目を閉じて、《戦極ドライバー》を介して伝わってくる彼の記憶を見つめる。
乾いた風の吹きすさぶ瓦礫の街で、橙色の鎧武者となった紘汰が《インベス》の群れを相手に死闘を繰り広げる。未だノイズがかかって閲覧できない記憶も多いが、今最も鮮明に見える彼の記憶が、それだった。

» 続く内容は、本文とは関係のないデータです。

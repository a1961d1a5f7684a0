use serde::{Deserialize, Serialize};
use serde_json::Value;
use tracing::warn;

use crate::error::{Error, Result};
use crate::types::RetrievedDocument;

/// The decoded reply from the query endpoint.
#[derive(Debug, Clone, Default, PartialEq, Serialize, Deserialize)]
pub struct QueryResponse {
    /// The answer text to show the user.  May be empty.
    pub generated_answer: String,

    /// Pipeline timings and intermediate data, passed through untouched.
    #[serde(default, skip_serializing_if = "Option::is_none")]
    pub report: Option<Value>,

    /// Documents the answer was grounded on.
    #[serde(default)]
    pub results: Vec<RetrievedDocument>,
}

impl QueryResponse {
    /// Decode a response from its raw JSON.
    ///
    /// Only `generated_answer` is load-bearing: a missing or non-string answer
    /// is a [`Error::MalformedResponse`] that keeps the received value.  If the
    /// answer is present but the auxiliary fields have an unexpected shape they
    /// are dropped rather than failing the exchange.
    pub fn from_value(value: &Value) -> Result<Self> {
        let Some(answer) = value.get("generated_answer").and_then(Value::as_str) else {
            return Err(Error::malformed_response(
                "response has no string `generated_answer` field",
                value.clone(),
            ));
        };
        match serde_json::from_value::<QueryResponse>(value.clone()) {
            Ok(response) => Ok(response),
            Err(err) => {
                warn!(error = %err, "ignoring unexpected auxiliary fields in query response");
                Ok(QueryResponse {
                    generated_answer: answer.to_string(),
                    report: value.get("report").cloned(),
                    results: Vec::new(),
                })
            }
        }
    }
}
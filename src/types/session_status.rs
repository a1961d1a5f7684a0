use std::fmt;

use serde::{Deserialize, Serialize};

/// Where the chat session is in its request/response lifecycle.
///
/// Exactly one value holds at any time.  Anything other than `Idle` disables
/// input and shows a loading indicator.
#[derive(Debug, Copy, Clone, Default, PartialEq, Eq, Serialize, Deserialize)]
#[serde(rename_all = "snake_case")]
pub enum SessionStatus {
    /// Ready for a new submission.
    #[default]
    Idle,
    /// A query is in flight.
    AwaitingResponse,
    /// The answer arrived and is being revealed.
    Revealing,
}

impl SessionStatus {
    /// Returns true if the session accepts submissions.
    pub fn is_idle(&self) -> bool {
        matches!(self, SessionStatus::Idle)
    }

    /// Returns true if input should be disabled.
    pub fn is_busy(&self) -> bool {
        !self.is_idle()
    }
}

impl fmt::Display for SessionStatus {
    fn fmt(&self, f: &mut fmt::Formatter<'_>) -> fmt::Result {
        let s = match self {
            SessionStatus::Idle => "idle",
            SessionStatus::AwaitingResponse => "awaiting_response",
            SessionStatus::Revealing => "revealing",
        };
        write!(f, "{s}")
    }
}
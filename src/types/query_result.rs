use serde_json::Value;

use crate::error::Error;

/// The normalized outcome of one dispatched query.
///
/// Both arms carry the payload shown in the debug view: the full decoded
/// response on success, an error description on failure.
#[derive(Debug, Clone, PartialEq)]
pub enum QueryResult {
    /// The endpoint produced an answer, possibly empty.
    Success {
        /// Text to reveal to the user.
        answer_text: String,
        /// The full decoded response.
        raw_payload: Value,
    },
    /// The exchange failed.
    Failure {
        /// Human-readable description of what went wrong.
        error_message: String,
        /// Error kind, message, and whatever was received.
        raw_payload: Value,
    },
}

impl QueryResult {
    /// Build a success result.
    pub fn success(answer_text: impl Into<String>, raw_payload: Value) -> Self {
        QueryResult::Success {
            answer_text: answer_text.into(),
            raw_payload,
        }
    }

    /// Build a failure result.
    pub fn failure(error_message: impl Into<String>, raw_payload: Value) -> Self {
        QueryResult::Failure {
            error_message: error_message.into(),
            raw_payload,
        }
    }

    /// Returns true for the success arm.
    pub fn is_success(&self) -> bool {
        matches!(self, QueryResult::Success { .. })
    }

    /// The payload retained for the debug view.
    pub fn raw_payload(&self) -> &Value {
        match self {
            QueryResult::Success { raw_payload, .. } => raw_payload,
            QueryResult::Failure { raw_payload, .. } => raw_payload,
        }
    }
}

impl From<Error> for QueryResult {
    fn from(err: Error) -> Self {
        QueryResult::failure(err.to_string(), err.debug_payload())
    }
}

彼の過去やこの力の正体など、未だ不明瞭な事項は多いが、それでもこの風景はきっと再現してはいけない恐怖の光景であることは理解できる。
この力がこの手に転がり込んできたのは、きっと偶然ではない。この心象風景のような未来が、この世界に迫っているのだろうか。
良くない想像が不安を駆り立て、思わずさやかはライドウェアに包まれた体に汗を滲ませた。
そして、唸る爆音がさやかの意識を現実に引き戻す。
「見つけたぞ……!」
少年の声で、バイクに跨った紫色の敵が語りかけてくる。
「なるほど、このベルトはお前たちの文明が作り出したテクノロジーだったってわけだな……。だが、こうして僕に利用されている。裏目に出たな」
こちらと酷似した紫色の鎧武者が、何やらよく分からないことを言いながら銃口を向けてくる。《無双セイバー》を使えば撃ち合いも可能だろうが、恐らくそれではあの敵には適わない。
「ごちゃごちゃ言ってんじゃないわよ! 向かってくるってんなら、すぐにでもやっつけてやる!」
さやかの叫びを以て、ついに《アーマードライダー》同士の戦いの火蓋が切って落とされた。